• THE TASK: The answer must consist of every line from the entries below that contains the word "bind".

• Collection entries:
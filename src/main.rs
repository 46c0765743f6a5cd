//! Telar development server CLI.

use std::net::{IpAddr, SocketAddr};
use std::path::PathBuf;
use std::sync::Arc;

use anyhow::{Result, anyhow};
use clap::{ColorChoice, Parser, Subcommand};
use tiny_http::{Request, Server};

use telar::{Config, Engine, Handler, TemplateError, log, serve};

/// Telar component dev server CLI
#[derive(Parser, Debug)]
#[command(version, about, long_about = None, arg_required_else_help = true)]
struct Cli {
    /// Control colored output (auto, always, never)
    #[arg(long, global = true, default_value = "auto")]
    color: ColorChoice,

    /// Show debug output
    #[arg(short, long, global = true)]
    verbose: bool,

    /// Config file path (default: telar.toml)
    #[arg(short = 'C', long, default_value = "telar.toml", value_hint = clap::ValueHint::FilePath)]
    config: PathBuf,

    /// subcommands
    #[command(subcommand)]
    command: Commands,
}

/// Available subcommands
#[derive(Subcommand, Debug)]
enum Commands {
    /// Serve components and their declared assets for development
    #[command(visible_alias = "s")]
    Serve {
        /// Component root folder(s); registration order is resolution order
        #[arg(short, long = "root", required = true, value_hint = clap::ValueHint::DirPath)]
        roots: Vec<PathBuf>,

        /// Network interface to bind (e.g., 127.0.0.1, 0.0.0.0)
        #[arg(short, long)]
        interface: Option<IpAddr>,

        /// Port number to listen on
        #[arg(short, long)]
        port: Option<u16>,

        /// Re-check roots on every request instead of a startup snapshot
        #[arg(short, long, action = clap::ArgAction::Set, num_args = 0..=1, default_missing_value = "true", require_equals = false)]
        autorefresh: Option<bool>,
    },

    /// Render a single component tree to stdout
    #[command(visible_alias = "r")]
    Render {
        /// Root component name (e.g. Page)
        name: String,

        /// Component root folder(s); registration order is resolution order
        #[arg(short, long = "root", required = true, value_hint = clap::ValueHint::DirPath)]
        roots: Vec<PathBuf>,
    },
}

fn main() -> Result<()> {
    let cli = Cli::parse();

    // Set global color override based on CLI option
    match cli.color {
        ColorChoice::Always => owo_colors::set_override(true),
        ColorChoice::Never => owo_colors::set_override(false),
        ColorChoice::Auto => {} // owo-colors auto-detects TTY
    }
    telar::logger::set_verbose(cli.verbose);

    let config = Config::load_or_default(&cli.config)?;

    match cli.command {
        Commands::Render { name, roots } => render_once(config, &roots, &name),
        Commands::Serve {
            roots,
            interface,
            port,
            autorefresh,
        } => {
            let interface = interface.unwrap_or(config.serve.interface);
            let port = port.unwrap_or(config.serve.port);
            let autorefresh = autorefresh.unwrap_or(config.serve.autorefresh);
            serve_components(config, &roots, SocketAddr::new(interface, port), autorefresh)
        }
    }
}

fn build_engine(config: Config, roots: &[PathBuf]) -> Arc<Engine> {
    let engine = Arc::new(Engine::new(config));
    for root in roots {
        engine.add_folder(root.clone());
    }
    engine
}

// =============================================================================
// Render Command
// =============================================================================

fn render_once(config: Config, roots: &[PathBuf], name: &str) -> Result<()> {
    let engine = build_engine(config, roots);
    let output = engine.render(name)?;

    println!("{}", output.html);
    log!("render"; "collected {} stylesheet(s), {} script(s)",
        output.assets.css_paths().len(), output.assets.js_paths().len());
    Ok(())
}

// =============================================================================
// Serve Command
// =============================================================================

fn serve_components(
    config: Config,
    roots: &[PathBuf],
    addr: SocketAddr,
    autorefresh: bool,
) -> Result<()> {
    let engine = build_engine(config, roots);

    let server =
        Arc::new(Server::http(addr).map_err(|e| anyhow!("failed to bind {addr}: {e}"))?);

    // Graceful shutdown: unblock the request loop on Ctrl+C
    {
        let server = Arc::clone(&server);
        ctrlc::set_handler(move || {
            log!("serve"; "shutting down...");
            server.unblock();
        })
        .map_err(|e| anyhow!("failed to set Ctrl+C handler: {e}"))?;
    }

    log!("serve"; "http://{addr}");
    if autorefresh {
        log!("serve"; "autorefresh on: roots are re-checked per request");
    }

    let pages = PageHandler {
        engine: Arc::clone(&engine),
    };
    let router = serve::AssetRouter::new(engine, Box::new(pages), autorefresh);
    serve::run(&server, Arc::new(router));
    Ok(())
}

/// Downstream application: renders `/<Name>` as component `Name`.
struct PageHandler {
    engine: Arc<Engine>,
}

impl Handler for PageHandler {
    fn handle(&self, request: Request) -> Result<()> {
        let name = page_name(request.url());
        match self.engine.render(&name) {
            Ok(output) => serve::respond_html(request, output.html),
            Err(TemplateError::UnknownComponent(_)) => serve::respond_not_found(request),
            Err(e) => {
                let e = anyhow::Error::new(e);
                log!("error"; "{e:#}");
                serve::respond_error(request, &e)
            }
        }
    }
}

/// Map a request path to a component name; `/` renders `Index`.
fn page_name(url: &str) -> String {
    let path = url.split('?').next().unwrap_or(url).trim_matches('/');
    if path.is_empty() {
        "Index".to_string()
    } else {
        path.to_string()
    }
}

---

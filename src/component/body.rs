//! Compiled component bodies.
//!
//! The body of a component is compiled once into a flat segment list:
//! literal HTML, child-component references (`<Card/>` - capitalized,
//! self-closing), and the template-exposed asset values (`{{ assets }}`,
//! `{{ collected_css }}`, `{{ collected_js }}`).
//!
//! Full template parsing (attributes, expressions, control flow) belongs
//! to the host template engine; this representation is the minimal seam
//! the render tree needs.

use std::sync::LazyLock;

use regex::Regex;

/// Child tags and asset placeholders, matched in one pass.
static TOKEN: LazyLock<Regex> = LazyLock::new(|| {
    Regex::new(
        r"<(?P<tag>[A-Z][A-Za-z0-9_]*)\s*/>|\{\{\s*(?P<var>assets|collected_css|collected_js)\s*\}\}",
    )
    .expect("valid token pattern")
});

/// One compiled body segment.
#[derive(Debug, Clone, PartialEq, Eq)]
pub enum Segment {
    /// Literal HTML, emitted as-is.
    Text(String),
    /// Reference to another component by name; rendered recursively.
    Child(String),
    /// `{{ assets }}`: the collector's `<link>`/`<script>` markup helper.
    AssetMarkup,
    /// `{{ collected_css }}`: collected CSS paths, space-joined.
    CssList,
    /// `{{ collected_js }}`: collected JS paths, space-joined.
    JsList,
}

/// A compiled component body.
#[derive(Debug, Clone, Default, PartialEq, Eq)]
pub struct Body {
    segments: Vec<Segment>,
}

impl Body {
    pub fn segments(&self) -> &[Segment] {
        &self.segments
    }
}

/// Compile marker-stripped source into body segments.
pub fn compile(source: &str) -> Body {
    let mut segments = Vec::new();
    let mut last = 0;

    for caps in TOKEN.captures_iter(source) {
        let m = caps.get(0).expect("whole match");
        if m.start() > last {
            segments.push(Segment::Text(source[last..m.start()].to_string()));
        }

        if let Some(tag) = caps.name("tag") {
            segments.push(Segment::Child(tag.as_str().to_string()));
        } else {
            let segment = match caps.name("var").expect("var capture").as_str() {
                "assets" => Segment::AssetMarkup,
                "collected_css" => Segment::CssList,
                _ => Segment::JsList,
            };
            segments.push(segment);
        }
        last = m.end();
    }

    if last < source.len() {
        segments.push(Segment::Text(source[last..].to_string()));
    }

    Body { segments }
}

• REPLY TO THE TASK:
        /// Network interface to bind (e.g., 127.0.0.1, 0.0.0.0)
        Arc::new(Server::http(addr).map_err(|e| anyhow!("failed to bind {addr}: {e}"))?);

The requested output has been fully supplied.